Some people are born with both male and female reproductive organs, while others like intersex activist Hida Viloria are born biologically female yet possess masculine-looking genitalia.
Others have a form known as Androgen Insensitivity Syndrome (AIS) where the person is totally insensitive to any male hormones known as androgens.
Dr. Peter Bowen-Simpkins of the UK's Royal College of Obstetricians and Gynaecologists told CNN: "Intersexuality is incredibly rare, the one I've seen most commonly and one which affects 1 in 13,000 people worldwide is AIS."
Women's world champion Semenya faces gender test
"In a woman your androgen receptors leads you to grow pubic hair, for instance," he explained. "If you are insensitive to androgens, you will grow up looking like a girl because the default of all human beings is female.
"However if the body, when it's developing, is not guided into turning into a male, then it will always be female," he told CNN.
He added: "This South African athlete couldn't have AIS because her problem is that it is suggested that she looks rather male, she's got a big jaw and has very little breast development, but so many athletes are like that, " he added.
"But if she had AIS she would be all female and wouldn't have the advantage of the testosterone androgen, which make men's bones grow and makes them faster than a woman."
To test Semenya's gender, Dr. Bowen-Simpkins said the IAAF test would involve her being examined by a gynecologist to see what her genitals look like. Semenya would also have an ultrasound to see if she has all the normal female reproductive organs.
Doctors would also need an hormonal test to see if she had an excess of testosterone and they would also test her chromosomes.
People who are intersex could also have the condition and not be aware of it, as was the case of Indian athlete Santhi Soundarajan, who failed a gender test at the 2006 Asian games and was stripped of her medal. She later attempted suicide, survived and recently announced she was becoming a coach.
Intersex conditions occur in one out of every 2,000 births in the United States, according to the Rohnert Park, California-based Intersex Society of North America.
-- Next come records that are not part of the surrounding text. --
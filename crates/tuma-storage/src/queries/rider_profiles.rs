// SPDX-FileCopyrightText: 2026 Tuma Contributors
// SPDX-License-Identifier: MIT OR Apache-2.0

//! Rider profile aggregates: trip counts, earnings, rating.

use rusqlite::params;
use tuma_core::TumaError;

use crate::database::{map_tr_err, Database};
use crate::models::RiderProfile;

fn profile_from_row(row: &rusqlite::Row<'_>) -> Result<RiderProfile, rusqlite::Error> {
    Ok(RiderProfile {
        user_id: row.get(0)?,
        total_trips: row.get(1)?,
        total_earnings: row.get(2)?,
        rating: row.get(3)?,
        rating_count: row.get(4)?,
    })
}

/// Create an empty profile for a newly verified rider.
pub async fn create_profile(db: &Database, user_id: &str) -> Result<(), TumaError> {
    let user_id = user_id.to_string();
    db.connection()
        .call(move |conn| {
            conn.execute(
                "INSERT INTO rider_profiles (user_id, total_trips, total_earnings, rating, rating_count)
                 VALUES (?1, 0, 0, 0, 0)",
                params![user_id],
            )?;
            Ok(())
        })
        .await
        .map_err(map_tr_err)
}

/// Get a rider's profile.
pub async fn get_profile(db: &Database, user_id: &str) -> Result<Option<RiderProfile>, TumaError> {
    let user_id = user_id.to_string();
    db.connection()
        .call(move |conn| {
            let mut stmt = conn.prepare(
                "SELECT user_id, total_trips, total_earnings, rating, rating_count
                 FROM rider_profiles WHERE user_id = ?1",
            )?;
            let result = stmt.query_row(params![user_id], profile_from_row);
            match result {
                Ok(profile) => Ok(Some(profile)),
                Err(rusqlite::Error::QueryReturnedNoRows) => Ok(None),
                Err(e) => Err(e.into()),
            }
        })
        .await
        .map_err(map_tr_err)
}

/// Record a completed delivery: bump the trip counter and credit earnings.
pub async fn record_delivery(
    db: &Database,
    user_id: &str,
    earnings: f64,
) -> Result<(), TumaError> {
    let user_id = user_id.to_string();
    db.connection()
        .call(move |conn| {
            conn.execute(
                "UPDATE rider_profiles
                 SET total_trips = total_trips + 1,
                     total_earnings = total_earnings + ?1
                 WHERE user_id = ?2",
                params![earnings, user_id],
            )?;
            Ok(())
        })
        .await
        .map_err(map_tr_err)
}

/// Overwrite a rider's rating aggregate.
pub async fn update_rating(
    db: &Database,
    user_id: &str,
    rating: f64,
    rating_count: i64,
) -> Result<(), TumaError> {
    let user_id = user_id.to_string();
    db.connection()
        .call(move |conn| {
            conn.execute(
                "UPDATE rider_profiles SET rating = ?1, rating_count = ?2 WHERE user_id = ?3",
                params![rating, rating_count, user_id],
            )?;
            Ok(())
        })
        .await
        .map_err(map_tr_err)
}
For more than half a century it was common for doctors to carry out reversal operations, either through castration or constructing a new vagina, on babies whose genitals were seen as either too big or too small.
Many of these people later spoke out and said that these surgeries caused them trauma and confusion in adult life.
Most groups campaigning for intersex people now advocate that doctors should not perform medically unnecessary genital surgeries on intersex babies to make them male or female.